Les services francophones iront de l’analyse comportementale appliquée (ACA), au coaching virtuel, des formations pour les parents et aidants, ainsi qu’au soutien individualisé, déployés dans la région de York, la région de Durham, le comté de Simcoe, Muskoka et le Nord de l’Ontario, région la plus mal desservie.

Une démarche qui soulève toutefois une question : pourquoi ne pas avoir étendu les capacités d’un organisme déjà francophone pour une extension de ses services?

Si pour le président de la Société franco-ontarienne de l’autisme (SFOA) Carol Jolin, le besoin est réel dans la ville reine, « c’est bien plus facile pour une entreprise de cette envergure de monter un gros projet pour avoir du financement par rapport à nos petites organisations dans l’Est, comme la nôtre qui vient tout juste de pouvoir avoir une direction générale à temps partiel sans soutien administratif ».

Les organismes franco-ontariens pas logés à la même enseigne?

« 400 000 dollars c’est un chiffre qu’on rêverait d’avoir », commente M. Jolin qui rappelle que la SFOA avait failli fermer en 2023, faute de moyens, remise sur pied in extremis via une collecte de fonds par un groupe de parents soucieux de conserver les camps d’été adaptés à l’autisme pour leurs enfants.

Il s’agissait de pouvoir payer les frais récurrents et frais d’entreposage de 8000 dollars par année.

« On est en meilleure santé, on peut garder une direction générale, mais on loin d’aller chercher autant. Si on avait de plus gros moyens, on pourrait faire davantage », regrette-t-il.

Notamment avec un type de services liés à l’autisme sous-estimé et sous-financé à son sens, les activités de répit : les camps, dont il y a un grand besoin l’été, et la garde relais après l’école et avant le retour des parents du travail.

« Autisme Ontario ne donne pas d’activités de répit, c’est ce qu’on entend des parents qui sont au bout du rouleau.
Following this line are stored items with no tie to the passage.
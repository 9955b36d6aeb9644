//! Counter demo contract

use alloy_dyn_abi::DynSolValue;
use alloy_primitives::{Address, U256};

use super::lifecycle::WriteCall;
use crate::domain::amount::parse_positive_integer;
use crate::domain::error::{RefreshError, TxError};
use crate::infrastructure::ethereum::ChainClient;
use crate::infrastructure::abi::ContractBinding;

pub type CounterRefreshError = RefreshError<()>;

#[derive(Clone)]
pub struct Counter {
    binding: ContractBinding,
}

impl Counter {
    pub fn new(binding: ContractBinding) -> Self {
        Self { binding }
    }

    pub fn address(&self) -> Address {
        self.binding.address()
    }

    /// Current value of `x()`
    pub async fn refresh(&self, client: &dyn ChainClient) -> Result<U256, CounterRefreshError> {
        self.binding
            .read_uint(client, "x", &[])
            .await
            .map_err(|err| RefreshError::new("x", err.to_string(), ()))
    }

    pub fn increment_call(&self) -> WriteCall {
        WriteCall::new(self.binding.clone(), "inc", Vec::new())
    }

    /// `incBy(by)`; `by` must be a positive integer
    pub fn increment_by_call(&self, by: &str) -> Result<WriteCall, TxError> {
        let by = parse_positive_integer(by)?;
        Ok(WriteCall::new(
            self.binding.clone(),
            "incBy",
            vec![DynSolValue::Uint(by, 256)],
        ))
    }
}
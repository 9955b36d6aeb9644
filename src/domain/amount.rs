//! Token quantities in smallest units
//!
//! Comparisons and arithmetic always use the integer form; decimal
//! formatting is applied only at the display boundary.

use std::fmt;

use alloy_primitives::U256;

use super::error::ValidationError;

/// A non-negative token quantity with display decimals
#[derive(Debug, Clone, Copy, PartialEq, Eq, PartialOrd, Ord, Hash, Default)]
pub struct Amount {
    raw: U256,
    decimals: u8,
}

impl Amount {
    pub const fn new(raw: U256, decimals: u8) -> Self {
        Self { raw, decimals }
    }

    pub const fn zero(decimals: u8) -> Self {
        Self::new(U256::ZERO, decimals)
    }

    /// Value in smallest units
    pub const fn raw(&self) -> U256 {
        self.raw
    }

    pub const fn decimals(&self) -> u8 {
        self.decimals
    }

    pub fn is_zero(&self) -> bool {
        self.raw.is_zero()
    }

    /// Full-precision decimal string with trailing zeros trimmed
    pub fn format(&self) -> String {
        if self.decimals == 0 {
            return self.raw.to_string();
        }

        let divisor = U256::from(10u64).saturating_pow(U256::from(self.decimals));
        let whole = self.raw / divisor;
        let frac = self.raw % divisor;

        if frac.is_zero() {
            return whole.to_string();
        }
        let frac_str = format!("{:0>width$}", frac, width = self.decimals as usize);
        let trimmed = frac_str.trim_end_matches('0');
        if trimmed.is_empty() {
            whole.to_string()
        } else {
            format!("{}.{}", whole, trimmed)
        }
    }

    /// Decimal string rounded half-up to `places` fractional digits
    pub fn format_fixed(&self, places: u8) -> String {
        let decimals = self.decimals;
        if places >= decimals {
            let scale = U256::from(10u64).saturating_pow(U256::from(places - decimals));
            let padded = self.raw.saturating_mul(scale);
            return split_fixed(padded, places);
        }

        let drop = U256::from(10u64).saturating_pow(U256::from(decimals - places));
        let mut kept = self.raw / drop;
        if self.raw % drop >= drop / U256::from(2u64) {
            kept = kept.saturating_add(U256::from(1u64));
        }
        split_fixed(kept, places)
    }
}

impl fmt::Display for Amount {
    fn fmt(&self, f: &mut fmt::Formatter<'_>) -> fmt::Result {
        f.write_str(&self.format())
    }
}

fn split_fixed(value: U256, places: u8) -> String {
    if places == 0 {
        return value.to_string();
    }
    let divisor = U256::from(10u64).saturating_pow(U256::from(places));
    let whole = value / divisor;
    let frac = value % divisor;
    format!("{}.{:0>width$}", whole, frac, width = places as usize)
}

/// Parse a user-supplied quantity that must be a positive integer
///
/// Accepts plain decimal digits only: signs, fractions, exponents and hex
/// are rejected along with zero.
pub fn parse_positive_integer(input: &str) -> Result<U256, ValidationError> {
    let trimmed = input.trim();
    let invalid = || ValidationError::InvalidAmount {
        input: trimmed.to_string(),
    };

    if trimmed.is_empty() || !trimmed.bytes().all(|b| b.is_ascii_digit()) {
        return Err(invalid());
    }
    let value = U256::from_str_radix(trimmed, 10).map_err(|_| invalid())?;
    if value.is_zero() {
        return Err(invalid());
    }
    Ok(value)
}

#[cfg(test)]
mod tests {
    use super::*;

    fn usdc(raw: u64) -> Amount {
        Amount::new(U256::from(raw), 6)
    }

    #[test]
    fn test_format_trims_fraction() {
        assert_eq!(usdc(10_000_000).format(), "10");
        assert_eq!(usdc(1_500_000).format(), "1.5");
        assert_eq!(usdc(1).format(), "0.000001");
        assert_eq!(Amount::new(U256::from(42u64), 0).format(), "42");
    }

    #[test]
    fn test_format_fixed_rounds_half_up() {
        assert_eq!(usdc(10_000_000).format_fixed(2), "10.00");
        assert_eq!(usdc(1_234_999).format_fixed(2), "1.23");
        assert_eq!(usdc(1_235_000).format_fixed(2), "1.24");
        assert_eq!(usdc(999_999_999).format_fixed(2), "1000.00");
        assert_eq!(Amount::new(U256::from(7u64), 0).format_fixed(2), "7.00");
    }

    #[test]
    fn test_format_saturates_on_extreme_values() {
        assert!(Amount::new(U256::MAX, 0).format_fixed(2).ends_with(".35"));
        assert_eq!(Amount::new(U256::MAX, 255).format_fixed(2), "0.01");
        assert_eq!(Amount::new(U256::MAX, 255).format(), "1");
    }

    #[test]
    fn test_ordering_uses_integer_form() {
        assert!(usdc(1_000_001) > usdc(1_000_000));
        assert!(Amount::zero(6).is_zero());
    }

    #[test]
    fn test_parse_positive_integer() {
        assert_eq!(parse_positive_integer("1").unwrap(), U256::from(1u64));
        assert_eq!(parse_positive_integer("  25 ").unwrap(), U256::from(25u64));
        assert_eq!(
            parse_positive_integer("10000000000").unwrap(),
            U256::from(10_000_000_000u64)
        );
    }

    #[test]
    fn test_parse_rejects_invalid_amounts() {
        for input in ["", "0", "000", "-1", "1.5", "1e3", "0x10", "abc", "+3", "1 000"] {
            assert!(
                matches!(
                    parse_positive_integer(input),
                    Err(ValidationError::InvalidAmount { .. })
                ),
                "accepted {input:?}"
            );
        }
    }
}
C’est le genre de services que nous pourrions proposer à grande échelle. »

Il faudrait selon lui élargir les critères de l’enveloppe de Programme ontarien des services en matière d’autisme (POSA) pour que les parents puissent payer des services de répit par son biais, comme c’est le cas en Alberta.

« Pour ce qui est de Kinark, j’ose croire qu’ils vont se donner les moyens d’être vraiment efficaces pour les francophones bien qu’ils ne soient pas sous la Loi sur les Services en français (LSF), ce qui est toujours inquiétant », déplore le président de la SFOA.  

N’étant en effet pas d’un organisme désigné en vertu de la LSF, il n’est donc pas tenu par les mêmes obligations légales.

Sa porte-parole a cependant indiqué qu’ils exercent leurs activités dans plusieurs régions désignées, avec l’engagement d’offrir des services en français conformément aux besoins des communautés.

Une obligatoire contractuelle liée au français, assure le gouvernement

« Tous les fournisseurs de services financés par le ministère ont l’obligation contractuelle de fournir des services équivalents en français », assure le bureau de Michael Parsa, ministre des Services à l’enfance, des Services communautaires et des Services sociaux.

De préciser que : « Les bénéficiaires retenus du Fonds de renforcement des capacités sont ceux qui ont démontré leur capacité à élargir l’accès aux services, notamment pour les familles vivant dans des communautés nordiques, rurales et éloignées, ainsi que pour les familles francophones et autochtones. »

La subvention accordée à Kinark provient du Fonds de renforcement des capacités de la main-d’œuvre du POSA qui vise à augmenter la capacité des organismes à offrir les services cliniques principaux.

Les subventions versées dans le cadre de ce fonds s’inscrivent dans un investissement de 37 millions de dollars auprès de 100 fournisseurs de services pour enfants en Ontario, pour qu’un plus grand nombre ait accès aux services du POSA. L’organisation Kinark prévoit que cette initiative permettra d’offrir des services à 110 familles supplémentaires. Les services cliniques devraient débuter à l’automne 2025.